I make it sound like Noemi isn't doing much, and it's true that there's little she can do--it's the 1950s and reputations must be maintained in her family's circles. But Noemi is a fantastic heroine, driven and funny, with a self-awareness about her spoiled upbringing and good looks that lets her use them without letting them go to her head. She's self-possessed and confident, in stark contrast to the afore-mentioned Jane Eyre and, especially, the narrator of Rebecca. She's on home ground in her country--the Doyles are the odd ones out on an estate almost literally transplanted from England to Mexico, and they know it.

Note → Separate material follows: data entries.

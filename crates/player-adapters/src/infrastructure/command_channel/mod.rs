//! Channel-backed native bridge
//!
//! For hosts whose native SDK runs on its own thread (or behind FFI): commands
//! travel over a tokio mpsc channel, each with a one-shot responder the native
//! side completes exactly once.

mod adapter;
mod protocol;

pub use adapter::{channel, ChannelNativeBridge, DEFAULT_COMMAND_CAPACITY};
pub use protocol::{NativeCommand, NativeCommandReceiver, Responder};
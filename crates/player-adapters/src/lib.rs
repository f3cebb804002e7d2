//! Augment player adapters: the concrete native-side infrastructure behind
//! the ports in `augment-player-ports`.

pub mod infrastructure;
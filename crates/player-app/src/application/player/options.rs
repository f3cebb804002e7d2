//! Host-supplied player configuration

use std::fmt;
use std::sync::Arc;

use augment_player_ports::inbound::LoadingStatus;
use augment_player_ports::ViewProps;

use crate::application::config::PlayerTimeouts;
use crate::application::error::PlayerError;
use crate::application::player::AugmentPlayer;

/// Receives every loading status update
pub type LoaderCallback = Arc<dyn Fn(LoadingStatus) + Send + Sync + 'static>;

/// Receives the readiness outcome, exactly once
pub type ReadyCallback = Box<dyn FnOnce(Result<AugmentPlayer, PlayerError>) + Send + 'static>;

/// Configuration surface of the player component
#[derive(Default)]
pub struct PlayerOptions {
    pub loader_callback: Option<LoaderCallback>,
    pub on_player_ready: Option<ReadyCallback>,
    /// Forwarded unchanged to the native view
    pub view: ViewProps,
    pub timeouts: PlayerTimeouts,
}

impl PlayerOptions {
    pub fn new() -> Self {
        Self::default()
    }

    pub fn with_loader_callback<F>(mut self, callback: F) -> Self
    where
        F: Fn(LoadingStatus) + Send + Sync + 'static,
    {
        self.loader_callback = Some(Arc::new(callback));
        self
    }

    pub fn on_player_ready<F>(mut self, callback: F) -> Self
    where
        F: FnOnce(Result<AugmentPlayer, PlayerError>) + Send + 'static,
    {
        self.on_player_ready = Some(Box::new(callback));
        self
    }

    pub fn with_view(mut self, view: ViewProps) -> Self {
        self.view = view;
        self
    }

    pub fn with_timeouts(mut self, timeouts: PlayerTimeouts) -> Self {
        self.timeouts = timeouts;
        self
    }
}

impl fmt::Debug for PlayerOptions {
    fn fmt(&self, f: &mut fmt::Formatter<'_>) -> fmt::Result {
        f.debug_struct("PlayerOptions")
            .field("loader_callback", &self.loader_callback.is_some())
            .field("on_player_ready", &self.on_player_ready.is_some())
            .field("view", &self.view)
            .field("timeouts", &self.timeouts)
            .finish()
    }
}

Unlike the Doyles, who have remained unchanged by their surroundings, the classic gothic tropes have been mixed, transformed, and turned out as something even better than the sum of their parts. It's not really the geographic transplantation that brings something new, since the Doyles are so culturally insulated, but the way that Moreno-Garcia filters those tropes through her remarkable characters and, as she explains in some short essays at the back of my edition, a post-colonial lens. Yes, there are familiar elements in here--fellow fans of the "The Yellow Wallpaper" will probably appreciate the dated Doyle décor--but almost none of them leads where you expect them to. Crimson Peak fans, you'll probably like this a lot, too.

The one Obligatory Complaint: the mushrooms were a bit too obvious. I knew from the beginning that the mushrooms were probably key to the plot.

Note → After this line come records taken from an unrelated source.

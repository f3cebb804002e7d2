//! Boundary types shared by the player component and its adapters.
//!
//! These define the data that crosses the native bridge: the constants the
//! native module exports, the opaque product descriptor, and the explicit
//! view configuration schema forwarded to the native view.

use serde::{Deserialize, Serialize};

/// Component name the native side registers its player view under
pub const DEFAULT_NATIVE_VIEW_NAME: &str = "AugmentReactPlayerNative";

/// Constants exported by the native module at startup.
#[derive(Debug, Clone, PartialEq, Eq, Serialize, Deserialize)]
pub struct BridgeConstants {
    /// Identifier of the "loading progress" event
    pub loading_progress_event: String,
    /// Identifier of the "loading over" event
    pub loading_over_event: String,
    /// Name of the native view component
    #[serde(default = "default_view_name")]
    pub native_view_name: String,
}

fn default_view_name() -> String {
    DEFAULT_NATIVE_VIEW_NAME.to_string()
}

impl BridgeConstants {
    pub fn new(
        loading_progress_event: impl Into<String>,
        loading_over_event: impl Into<String>,
    ) -> Self {
        Self {
            loading_progress_event: loading_progress_event.into(),
            loading_over_event: loading_over_event.into(),
            native_view_name: default_view_name(),
        }
    }

    pub fn with_native_view_name(mut self, name: impl Into<String>) -> Self {
        self.native_view_name = name.into();
        self
    }
}

/// Opaque product description handed to the native add-product command.
///
/// No shape is imposed here; the native SDK interprets it.
#[derive(Debug, Clone, PartialEq, Serialize, Deserialize)]
#[serde(transparent)]
pub struct ProductDescriptor(pub serde_json::Value);

impl ProductDescriptor {
    pub fn new(value: serde_json::Value) -> Self {
        Self(value)
    }

    pub fn as_value(&self) -> &serde_json::Value {
        &self.0
    }

    pub fn into_value(self) -> serde_json::Value {
        self.0
    }
}

impl From<serde_json::Value> for ProductDescriptor {
    fn from(value: serde_json::Value) -> Self {
        Self(value)
    }
}

/// Layout of the native view
#[derive(Debug, Clone, Default, PartialEq, Serialize, Deserialize)]
pub struct ViewStyle {
    #[serde(default, skip_serializing_if = "Option::is_none")]
    pub width: Option<f32>,
    #[serde(default, skip_serializing_if = "Option::is_none")]
    pub height: Option<f32>,
    #[serde(default, skip_serializing_if = "Option::is_none")]
    pub flex: Option<f32>,
}

/// View properties forwarded verbatim to the native view.
///
/// The recognized properties are enumerated; anything else the native view
/// accepts goes in `extra` so the boundary stays checkable.
#[derive(Debug, Clone, PartialEq, Serialize, Deserialize)]
#[serde(rename_all = "camelCase")]
pub struct ViewProps {
    #[serde(default)]
    pub style: ViewStyle,
    #[serde(default, skip_serializing_if = "Option::is_none")]
    pub test_id: Option<String>,
    #[serde(default, skip_serializing_if = "Option::is_none")]
    pub accessibility_label: Option<String>,
    #[serde(default = "default_visible")]
    pub visible: bool,
    #[serde(default, skip_serializing_if = "serde_json::Map::is_empty")]
    pub extra: serde_json::Map<String, serde_json::Value>,
}

fn default_visible() -> bool {
    true
}

impl Default for ViewProps {
    fn default() -> Self {
        Self {
            style: ViewStyle::default(),
            test_id: None,
            accessibility_label: None,
            visible: true,
            extra: serde_json::Map::new(),
        }
    }
}

/// What the player renders: the native component plus its props.
#[derive(Debug, Clone, PartialEq, Serialize, Deserialize)]
pub struct NativeViewSpec {
    pub component_name: String,
    pub props: ViewProps,
}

I was also taken more aback than usual by the threats and attempts of sexual assault. Perhaps they hit me especially hard because Noemi and Catalina were already psychologically compromised--for Noemi to be physically threatened as well felt worse than usual.

All in all, one of the better books I've read in quite a while. I whole-heartedly recommend this one!

Quote Roundup

p. 58) Noemi remembered what Virgil had said about men doing as she wanted. It bothered her to be thought of poorly. She wanted to be liked. Perhaps this explained the parties, the crystalline laughter, the well-coiffed hair, the rehearsed smile. She thought that men such as her father could be stern and men could be cold like Virgil, but women needed to be liked or they'd be in trouble. A woman who is not liked is a bitch, and a bitch can hardly do anything: all avenues are closed to her.
The narrative is rarely this overt, but it's passaged like these that make me appreciate Noemi for her truthfulness with herself, which is a big reason why I liked her character so much.

p. 146) She felt twin flames inside her heart, anger and shame. She hated the way he was talking to her, hated this entire conversation. And yet had she not done a foolish thing? Hadn't she earned a reprimand?
I feel like many authors would have given Noemi only one of these emotions. Moreno-Garcia keeps her complex and human with a great economy of words and space.

p. 152) "I can't leave!"
First she considered the immense disappointment she'd cause her father. He'd sent her as an ambassador, to squelch scandal and provide answers, and she would return home empty-handed. Their deal would be void--no master's degree for her, ever--and worse than that, she hated the taste of failure.
Besides, she didn't dare to go anywhere with Catalina in this state.
Priorities, am I right? I'm sure it would make some readers hate Noemi that Catalina doesn't come to mind first--I was certainly surprised--but again, it's what makes her so much more intriguing that classic gothic heroines. (I don't think this is a spoiler--every gothic book I've ever read has the protagonist consider turning back from their course at least once.)

Light spoilers follow, though not plot related.

p. 236) "And what a pretty face you have. Dark skin, dark eyes. Such a novelty."
Dark meat, she thought. Nothing but meat, she was the equivalent of a cut of beef inspected by the butcher and wrapped up in waxed paper. An exotic little something to stir the loins and make the mouth water.
Eugh. This kind of talk was as much a part of the horror, to me, as the body horror.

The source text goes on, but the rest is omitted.